Os países para os quais as remessas são economicamente mais significativas geralmente compartilham duas características: economias relativamente pequenas e diásporas relativamente grandes. O PIB do Nepal em 2016 foi de apenas US $ 21,1 bilhões, ocupando o 96º lugar no mundo por paridade de poder de compra. Enquanto isso, mais de 1,6 milhão de nepaleses viviam em outros países em 2015, de acordo com uma análise do Pew Research Center. Os maiores países emissores de remessas para o Nepal em 2016 foram Catar, Arábia Saudita, Índia e Emirados Árabes Unidos.

O tamanho dos fluxos de remessas significa que as políticas de imigração de um país podem ter efeitos significativos em outros países mais dependentes de remessas.

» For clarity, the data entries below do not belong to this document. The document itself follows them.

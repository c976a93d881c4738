use std::collections::BTreeMap;

use serde::{Deserialize, Serialize};
use time::OffsetDateTime;

use crate::error::AnswerError;
use crate::index::EffectiveSequence;
use crate::position::Position;

/// Raw value reported by the renderer.
#[derive(Debug, Clone, PartialEq, Eq, Serialize, Deserialize)]
#[serde(untagged)]
pub enum AnswerValue {
    Text(String),
    /// Ordered set of selected option labels.
    Choices(Vec<String>),
}

impl AnswerValue {
    pub fn is_blank(&self) -> bool {
        match self {
            AnswerValue::Text(text) => text.trim().is_empty(),
            AnswerValue::Choices(choices) => choices.iter().all(|choice| choice.trim().is_empty()),
        }
    }

    /// Flattened display form, one line.
    pub fn display(&self) -> String {
        match self {
            AnswerValue::Text(text) => text.clone(),
            AnswerValue::Choices(choices) => choices.join(", "),
        }
    }
}

/// Stored answer with the question's number and text snapshotted at answer time.
#[derive(Debug, Clone, PartialEq, Eq, Serialize, Deserialize)]
pub struct Answer {
    pub question_id: String,
    pub part_id: String,
    pub section_id: String,
    pub question_number: String,
    pub question_text: String,
    pub value: AnswerValue,
    #[serde(with = "time::serde::rfc3339")]
    pub answered_at: OffsetDateTime,
    #[serde(default, skip_serializing_if = "Option::is_none")]
    pub follow_up: Option<String>,
}

/// Answers keyed by question id. Writing an id twice replaces the earlier answer.
#[derive(Debug, Clone, Default, PartialEq, Eq, Serialize, Deserialize)]
#[serde(transparent)]
pub struct AnswerMap(BTreeMap<String, Answer>);

impl AnswerMap {
    pub fn new() -> Self {
        Self::default()
    }

    /// Inserts or replaces by `question_id`, returning the replaced answer.
    pub fn upsert(&mut self, answer: Answer) -> Option<Answer> {
        self.0.insert(answer.question_id.clone(), answer)
    }

    pub fn get(&self, question_id: &str) -> Option<&Answer> {
        self.0.get(question_id)
    }

    pub fn contains(&self, question_id: &str) -> bool {
        self.0.contains_key(question_id)
    }

    pub fn len(&self) -> usize {
        self.0.len()
    }

    pub fn is_empty(&self) -> bool {
        self.0.is_empty()
    }

    pub fn values(&self) -> impl Iterator<Item = &Answer> {
        self.0.values()
    }
}

impl FromIterator<Answer> for AnswerMap {
    fn from_iter<T: IntoIterator<Item = Answer>>(iter: T) -> Self {
        let mut map = AnswerMap::new();
        for answer in iter {
            map.upsert(answer);
        }
        map
    }
}

/// Submission from the rendering layer.
#[derive(Debug, Clone, PartialEq, Eq)]
pub struct AnswerInput {
    pub value: AnswerValue,
    pub follow_up: Option<String>,
}

impl AnswerInput {
    pub fn text(value: impl Into<String>) -> Self {
        Self {
            value: AnswerValue::Text(value.into()),
            follow_up: None,
        }
    }

    pub fn choices<I, S>(values: I) -> Self
    where
        I: IntoIterator<Item = S>,
        S: Into<String>,
    {
        Self {
            value: AnswerValue::Choices(values.into_iter().map(Into::into).collect()),
            follow_up: None,
        }
    }

    pub fn with_follow_up(mut self, follow_up: impl Into<String>) -> Self {
        self.follow_up = Some(follow_up.into());
        self
    }
}

/// Validates `input` against the question at `position` and snapshots it.
pub fn build_answer(
    sequence: &EffectiveSequence,
    position: Position,
    input: AnswerInput,
    answered_at: OffsetDateTime,
) -> Result<Answer, AnswerError> {
    let location = sequence
        .locate(position)
        .ok_or(AnswerError::NoQuestionAt(position))?;
    let view = sequence
        .view(position)
        .ok_or(AnswerError::NoQuestionAt(position))?;
    let question = location.question;
    let id = || question.id.clone();
    let number = || question.number.clone();

    if input.value.is_blank() {
        return Err(AnswerError::Empty {
            question_id: id(),
            number: number(),
        });
    }

    let value = if question.is_choice() {
        let selected = match input.value {
            AnswerValue::Text(text) => vec![text],
            AnswerValue::Choices(choices) => choices,
        };
        let mut picked = Vec::new();
        for raw in selected.iter().filter(|choice| !choice.trim().is_empty()) {
            let index = view
                .options
                .iter()
                .position(|option| option.trim() == raw.trim())
                .ok_or_else(|| AnswerError::NotAnOption {
                    question_id: id(),
                    number: number(),
                    value: raw.clone(),
                })?;
            if !picked.contains(&index) {
                picked.push(index);
            }
        }
        if question.allow_multiple {
            picked.sort_unstable();
            AnswerValue::Choices(picked.iter().map(|idx| view.options[*idx].clone()).collect())
        } else if picked.len() == 1 {
            AnswerValue::Text(view.options[picked[0]].clone())
        } else {
            return Err(AnswerError::MultipleNotAllowed {
                question_id: id(),
                number: number(),
            });
        }
    } else {
        match input.value {
            AnswerValue::Text(text) => AnswerValue::Text(text),
            AnswerValue::Choices(_) => {
                return Err(AnswerError::ExpectedText {
                    question_id: id(),
                    number: number(),
                });
            }
        }
    };

    let follow_up = input.follow_up.filter(|text| !text.trim().is_empty());
    if follow_up.is_some() && question.follow_up.is_none() {
        return Err(AnswerError::FollowUpNotOffered {
            question_id: id(),
            number: number(),
        });
    }

    Ok(Answer {
        question_id: id(),
        part_id: location.part.id.clone(),
        section_id: location.section.id.clone(),
        question_number: view.number,
        question_text: view.text,
        value,
        answered_at,
        follow_up,
    })
}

Por exemplo, o governo Trump anunciou recentemente que quase 200.000 pessoas de El Salvador - que foram autorizadas a viver nos Estados Unidos sob o programa de Status de Proteção Temporária desde que o pequeno país da América Central foi atingido por dois grandes terremotos em 2001 - terão partir até setembro de 2019. A decisão pode impactar a economia de El Salvador, visto que as remessas dos salvadorenhos ao exterior em 2016 foram equivalentes a 17,1% do PIB do país. Mais de 90% dos US $ 4,6 bilhões que o país recebeu em remessas vieram dos estimados 1,42 milhão de imigrantes salvadorenhos que vivem nos EUA.

Estudos demonstraram que as remessas podem reduzir a profundidade e a gravidade da pobreza nos países em desenvolvimento e que estão associadas ao aumento dos gastos das famílias com saúde, educação e pequenos negócios. No entanto, há poucas evidências de que tenham muito impacto no crescimento econômico geral dos países receptores.



Os pesquisadores sugeriram várias explicações para esse aparente paradoxo, incluindo que muito do aparente aumento nas remessas nas últimas décadas pode ser um artefato de métodos de medição aprimorados, em vez de mais dinheiro real; que dados econômicos e técnicas de modelagem podem ser inadequados para detectar quaisquer efeitos de crescimento; e que as remessas de migrantes podem ser parcialmente compensadas pelo efeito deprimente que a ausência desses migrantes tem sobre a economia de seu país de origem.